We are going on an immense journey with Yoka Daishi, a great Zen Master. These sutras are known as SHODOKA, the Song of Enlightenment. When Yoka became enlightened he burst forth singing just like a tree in spring bursts forth, blooms, and thousands of flowers are there, and great fragrance. This is a song. Remember, it has not been addressed to any audience -- that is the beauty of it. If somebody has heard it that is another thing, but Yoka has not addressed it; he was simply singing it out of the sheer joy that had happened in him. In fact, to say that he was singing it is not right; it was singing itself in him.Just as we say 'It is raining', like that it was singing. And that is true of all the people who have become enlightened; the audience, if it is there, is secondary. It is not primarily an address, it does not take into account the people who are hearing it -- they are irrelevant. Maybe they trigger it, but there is no compromise.
Just because of this many people have felt, particularly R. H. Blyth who has translated this beautiful song into English... He says that 'Yoka keeps on talking when he has nothing more to say.' That is true: one rose flower is enough to say what the rose bush haS to say, a thousand flowers are not needed; but the rose bush is overflowing. You don't go to the rose bush, you don't criticize the rose bush, you don't say 'Why do you go on repeating? It is enough to say it with one flower. Your message has been seen and heard. The second flower will be just like the first...' and so on and so forth.
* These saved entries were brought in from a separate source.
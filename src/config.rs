//! Controller configuration
//!
//! Every field has a default so a config file only needs to name what it
//! changes. Durations are written in milliseconds.
//!
//! ```yaml
//! workers: 8
//! callTimeoutMs: 5000
//! pollIntervalMs: 60000
//! backoff:
//!   initialDelayMs: 1000
//!   maxDelayMs: 300000
//! ```

use std::path::Path;
use std::time::Duration;

use serde::{Deserialize, Deserializer, Serialize};

use crate::retry::RetryConfig;
use crate::Error;

/// Tunables for the reconciliation controller and its worker pool
#[derive(Clone, Debug, PartialEq, Serialize, Deserialize)]
#[serde(default, rename_all = "camelCase")]
pub struct ControllerConfig {
    /// Number of resources reconciled concurrently
    pub workers: usize,

    /// Deadline applied to every external system call
    #[serde(with = "millis", rename = "callTimeoutMs")]
    pub call_timeout: Duration,

    /// Requeue interval for resources that are in sync, to detect drift
    #[serde(with = "millis", rename = "pollIntervalMs")]
    pub poll_interval: Duration,

    /// Requeue interval after a create, update or delete, to re-observe
    #[serde(with = "millis", rename = "shortRequeueMs")]
    pub short_requeue: Duration,

    /// Requeue interval for resources stuck on a terminal error
    #[serde(with = "millis", rename = "terminalRequeueMs")]
    pub terminal_requeue: Duration,

    /// Requeue backoff for transient errors, keyed on consecutive failures
    #[serde(deserialize_with = "backoff_over_defaults")]
    pub backoff: RetryConfig,

    /// In-place retries of a single transient attribute update
    #[serde(deserialize_with = "apply_retry_over_defaults")]
    pub apply_retry: RetryConfig,
}

impl Default for ControllerConfig {
    fn default() -> Self {
        Self {
            workers: 4,
            call_timeout: Duration::from_secs(10),
            poll_interval: Duration::from_secs(60),
            short_requeue: Duration::from_secs(1),
            terminal_requeue: Duration::from_secs(120),
            backoff: RetryConfig {
                max_attempts: 0,
                initial_delay: Duration::from_secs(1),
                max_delay: Duration::from_secs(60),
                backoff_multiplier: 2.0,
            },
            apply_retry: RetryConfig {
                max_attempts: 3,
                initial_delay: Duration::from_millis(100),
                max_delay: Duration::from_secs(1),
                backoff_multiplier: 2.0,
            },
        }
    }
}

impl ControllerConfig {
    /// Parse a config from YAML, filling unspecified fields with defaults
    pub fn from_yaml(yaml: &str) -> Result<Self, Error> {
        let config: Self = serde_yaml::from_str(yaml)
            .map_err(|e| Error::config(format!("invalid controller config: {e}")))?;
        config.validate()?;
        Ok(config)
    }

    /// Load a config file
    pub fn from_file(path: impl AsRef<Path>) -> Result<Self, Error> {
        let path = path.as_ref();
        let yaml = std::fs::read_to_string(path)
            .map_err(|e| Error::config(format!("cannot read {}: {e}", path.display())))?;
        Self::from_yaml(&yaml)
    }

    /// Reject settings the controller cannot run with
    pub fn validate(&self) -> Result<(), Error> {
        if self.workers == 0 {
            return Err(Error::config("workers must be at least 1"));
        }
        if self.call_timeout.is_zero() {
            return Err(Error::config("callTimeoutMs must be positive"));
        }
        if self.terminal_requeue < self.short_requeue {
            return Err(Error::config(
                "terminalRequeueMs must not be shorter than shortRequeueMs",
            ));
        }
        for (name, retry) in [("backoff", &self.backoff), ("applyRetry", &self.apply_retry)] {
            if retry.backoff_multiplier < 1.0 {
                return Err(Error::config(format!(
                    "{name}.backoffMultiplier must be at least 1.0"
                )));
            }
            if retry.max_delay < retry.initial_delay {
                return Err(Error::config(format!(
                    "{name}.maxDelayMs must not be shorter than initialDelayMs"
                )));
            }
        }
        if self.apply_retry.max_attempts == 0 {
            return Err(Error::config("applyRetry.maxAttempts must be bounded"));
        }
        Ok(())
    }
}

/// A partially written retry block. Fields left out keep the controller's
/// default for that block, not [`RetryConfig::default`].
#[derive(Debug, Default, Deserialize)]
#[serde(default, rename_all = "camelCase", deny_unknown_fields)]
struct RetryOverlay {
    max_attempts: Option<u32>,
    initial_delay_ms: Option<u64>,
    max_delay_ms: Option<u64>,
    backoff_multiplier: Option<f64>,
}

impl RetryOverlay {
    fn over(self, base: RetryConfig) -> RetryConfig {
        RetryConfig {
            max_attempts: self.max_attempts.unwrap_or(base.max_attempts),
            initial_delay: self
                .initial_delay_ms
                .map_or(base.initial_delay, Duration::from_millis),
            max_delay: self.max_delay_ms.map_or(base.max_delay, Duration::from_millis),
            backoff_multiplier: self.backoff_multiplier.unwrap_or(base.backoff_multiplier),
        }
    }
}

fn backoff_over_defaults<'de, D: Deserializer<'de>>(deserializer: D) -> Result<RetryConfig, D::Error> {
    let overlay = Option::<RetryOverlay>::deserialize(deserializer)?.unwrap_or_default();
    Ok(overlay.over(ControllerConfig::default().backoff))
}

fn apply_retry_over_defaults<'de, D: Deserializer<'de>>(
    deserializer: D,
) -> Result<RetryConfig, D::Error> {
    let overlay = Option::<RetryOverlay>::deserialize(deserializer)?.unwrap_or_default();
    Ok(overlay.over(ControllerConfig::default().apply_retry))
}

/// Serde adapter storing a [`Duration`] as integer milliseconds
pub(crate) mod millis {
    use std::time::Duration;

    use serde::{Deserialize, Deserializer, Serializer};

    pub fn serialize<S: Serializer>(value: &Duration, serializer: S) -> Result<S::Ok, S::Error> {
        serializer.serialize_u64(value.as_millis() as u64)
    }

    pub fn deserialize<'de, D: Deserializer<'de>>(deserializer: D) -> Result<Duration, D::Error> {
        u64::deserialize(deserializer).map(Duration::from_millis)
    }
}
//! Synthetic Device and Observation generation.
//!
//! For every patient the generator fabricates 1-3 devices and then, for each of the
//! fourteen vital-sign types, 2-4 observations. Each observation references a device
//! drawn from *that patient's* devices, never from the global pool, so the
//! `subject` and `device` references of an observation always agree.
//!
//! Generation is pure in-memory computation. All randomness, including resource ids,
//! comes from the supplied RNG, and "now" is fixed at construction, so a seeded RNG
//! reproduces a batch exactly.

use crate::constants::{
    DEVICES_PER_PATIENT, LOOKBACK_DAYS, LOOKBACK_MINUTES, OBSERVATIONS_PER_TYPE,
};
use crate::fabricate;
use chrono::{DateTime, Duration, Utc};
use fhir::{Device, Observation, ObservationType, QuantityValue, ValueRange};
use fhir::{DEVICE_TYPES, OBSERVATION_TYPES};
use rand::Rng;
use std::fmt;
use vitals_types::NonEmptyText;

/// Everything produced by one generation pass, in generation order.
#[derive(Clone, Debug, Default)]
pub struct GeneratedBatch {
    pub devices: Vec<Device>,
    pub observations: Vec<Observation>,
    pub patient_count: usize,
}

impl GeneratedBatch {
    pub fn summary(&self) -> GenerationSummary {
        GenerationSummary {
            devices: self.devices.len(),
            observations: self.observations.len(),
            patients: self.patient_count,
        }
    }
}

/// Counts reported after generation.
#[derive(Clone, Copy, Debug, PartialEq, Eq)]
pub struct GenerationSummary {
    pub devices: usize,
    pub observations: usize,
    pub patients: usize,
}

impl fmt::Display for GenerationSummary {
    fn fmt(&self, f: &mut fmt::Formatter<'_>) -> fmt::Result {
        write!(
            f,
            "Generated {} devices and {} observations for {} patients.",
            self.devices, self.observations, self.patients
        )
    }
}

pub struct Generator<R: Rng> {
    rng: R,
    now: DateTime<Utc>,
}

impl<R: Rng> Generator<R> {
    /// Create a generator drawing from `rng`, with timestamps measured back from `now`.
    pub fn new(rng: R, now: DateTime<Utc>) -> Self {
        Self { rng, now }
    }

    /// Generate devices and observations for every patient, in input order.
    pub fn generate(&mut self, patients: &[NonEmptyText]) -> GeneratedBatch {
        let mut batch = GeneratedBatch {
            patient_count: patients.len(),
            ..GeneratedBatch::default()
        };

        for patient in patients {
            let patient_id = patient.as_str();

            let (min_devices, max_devices) = DEVICES_PER_PATIENT;
            let device_count = self.rng.gen_range(min_devices..=max_devices);
            let patient_devices: Vec<Device> = (0..device_count)
                .map(|_| self.generate_device(patient_id))
                .collect();

            for observation_type in OBSERVATION_TYPES.iter() {
                let (min_obs, max_obs) = OBSERVATIONS_PER_TYPE;
                let observation_count = self.rng.gen_range(min_obs..=max_obs);
                for _ in 0..observation_count {
                    let device = &patient_devices[self.rng.gen_range(0..patient_devices.len())];
                    let observation =
                        self.generate_observation(observation_type, patient_id, &device.id);
                    batch.observations.push(observation);
                }
            }

            batch.devices.extend(patient_devices);
        }

        batch
    }

    fn generate_device(&mut self, patient_id: &str) -> Device {
        let device_type = &DEVICE_TYPES[self.rng.gen_range(0..DEVICE_TYPES.len())];
        let id = self.next_id();
        let manufacturer = fabricate::company(&mut self.rng);
        let model_number = fabricate::model_number(&mut self.rng);
        let serial_number = self.next_id();

        Device::new(
            id,
            device_type,
            patient_id,
            manufacturer,
            model_number,
            serial_number,
        )
    }

    fn generate_observation(
        &mut self,
        observation_type: &ObservationType,
        patient_id: &str,
        device_id: &str,
    ) -> Observation {
        let id = self.next_id();
        let effective = self.effective_time();
        let value = self.sample_value(&observation_type.range);

        Observation::new(id, observation_type, patient_id, device_id, effective, value)
    }

    /// A random (version 4) UUID in hyphenated lowercase form.
    fn next_id(&mut self) -> String {
        let bytes: [u8; 16] = self.rng.gen();
        uuid::Builder::from_random_bytes(bytes)
            .into_uuid()
            .hyphenated()
            .to_string()
    }

    fn effective_time(&mut self) -> DateTime<Utc> {
        let days = self.rng.gen_range(0..=LOOKBACK_DAYS);
        let minutes = self.rng.gen_range(0..=LOOKBACK_MINUTES);
        self.now - Duration::days(days) - Duration::minutes(minutes)
    }

    fn sample_value(&mut self, range: &ValueRange) -> QuantityValue {
        match *range {
            ValueRange::Integer { min, max } => QuantityValue::Integer(self.rng.gen_range(min..=max)),
            ValueRange::Decimal { .. } => {
                // Sampled in tenths so the value is exactly representable at one decimal place.
                let (lo, hi) = range.tenths().unwrap_or_default();
                let tenths = self.rng.gen_range(lo..=hi);
                QuantityValue::Decimal(tenths as f64 / 10.0)
            }
        }
    }
}

/// Generate a batch with the thread RNG and the current instant.
pub fn generate_batch(patients: &[NonEmptyText]) -> GeneratedBatch {
    Generator::new(rand::thread_rng(), Utc::now()).generate(patients)
}
//! FHIR `Observation` wire model for a single vital-sign reading.

use crate::catalog::{vital_signs_category, ObservationType, UCUM_SYSTEM};
use crate::datatypes::{CodeableConcept, Quantity, QuantityValue, Reference};
use crate::resource::FhirResource;
use chrono::{DateTime, Utc};
use serde::{Deserialize, Serialize};

/// Status written on every generated observation.
pub const FINAL_STATUS: &str = "final";

#[derive(Clone, Debug, PartialEq, Serialize, Deserialize)]
#[serde(rename_all = "camelCase", deny_unknown_fields)]
pub struct Observation {
    pub resource_type: String,

    pub id: String,

    pub status: String,

    pub category: Vec<CodeableConcept>,

    pub code: CodeableConcept,

    pub subject: Reference,

    /// Device that produced the reading. Always one of the subject's devices.
    pub device: Reference,

    /// ISO-8601 instant with a trailing `Z`, kept as text so files re-render verbatim.
    pub effective_date_time: String,

    pub value_quantity: Quantity,
}

impl Observation {
    /// Assemble a final vital-signs observation of `observation_type`.
    pub fn new(
        id: String,
        observation_type: &ObservationType,
        patient_id: &str,
        device_id: &str,
        effective: DateTime<Utc>,
        value: QuantityValue,
    ) -> Self {
        Self {
            resource_type: Self::RESOURCE_TYPE.to_string(),
            id,
            status: FINAL_STATUS.to_string(),
            category: vec![vital_signs_category()],
            code: CodeableConcept::from_coding(observation_type.code.to_coding()),
            subject: Reference::patient(patient_id),
            device: Reference::device(device_id),
            effective_date_time: format_effective(effective),
            value_quantity: Quantity {
                value,
                unit: observation_type.unit.to_string(),
                system: UCUM_SYSTEM.to_string(),
                code: observation_type.unit_code.to_string(),
            },
        }
    }

    pub fn patient_id(&self) -> Option<&str> {
        self.subject.id_for("Patient")
    }

    pub fn device_id(&self) -> Option<&str> {
        self.device.id_for("Device")
    }

    /// LOINC code of the first coding.
    pub fn loinc_code(&self) -> Option<&str> {
        self.code.coding.first().map(|c| c.code.as_str())
    }

    /// Parsed `effectiveDateTime`, if it is a valid RFC 3339 instant.
    pub fn effective_at(&self) -> Option<DateTime<Utc>> {
        DateTime::parse_from_rfc3339(&self.effective_date_time)
            .ok()
            .map(|dt| dt.with_timezone(&Utc))
    }
}

impl FhirResource for Observation {
    const RESOURCE_TYPE: &'static str = "Observation";

    fn resource_type(&self) -> &str {
        &self.resource_type
    }

    fn id(&self) -> &str {
        &self.id
    }
}

/// Format an instant as `YYYY-MM-DDTHH:MM:SS.ffffffZ`.
pub fn format_effective(instant: DateTime<Utc>) -> String {
    instant.format("%Y-%m-%dT%H:%M:%S%.6fZ").to_string()
}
R. H. Blyth is logically right. He says 'Yoka goes on talking when he has nothing more to say.' It is not a question of whether one has to say more or less, deep down he has nothing to say at all, he is not saying anything. It is just sheer joy, hence it is called 'The Song'. It is not meant to be heard; if it is heard that is another matter. When the rose bush blooms and you see the flower and the beauty and the benediction that surrounds it and you are thrilled, that is another matter. The rose bush had never thought about you; if you had not passed by there would have been no difference, the rose bush would have continued singing its song.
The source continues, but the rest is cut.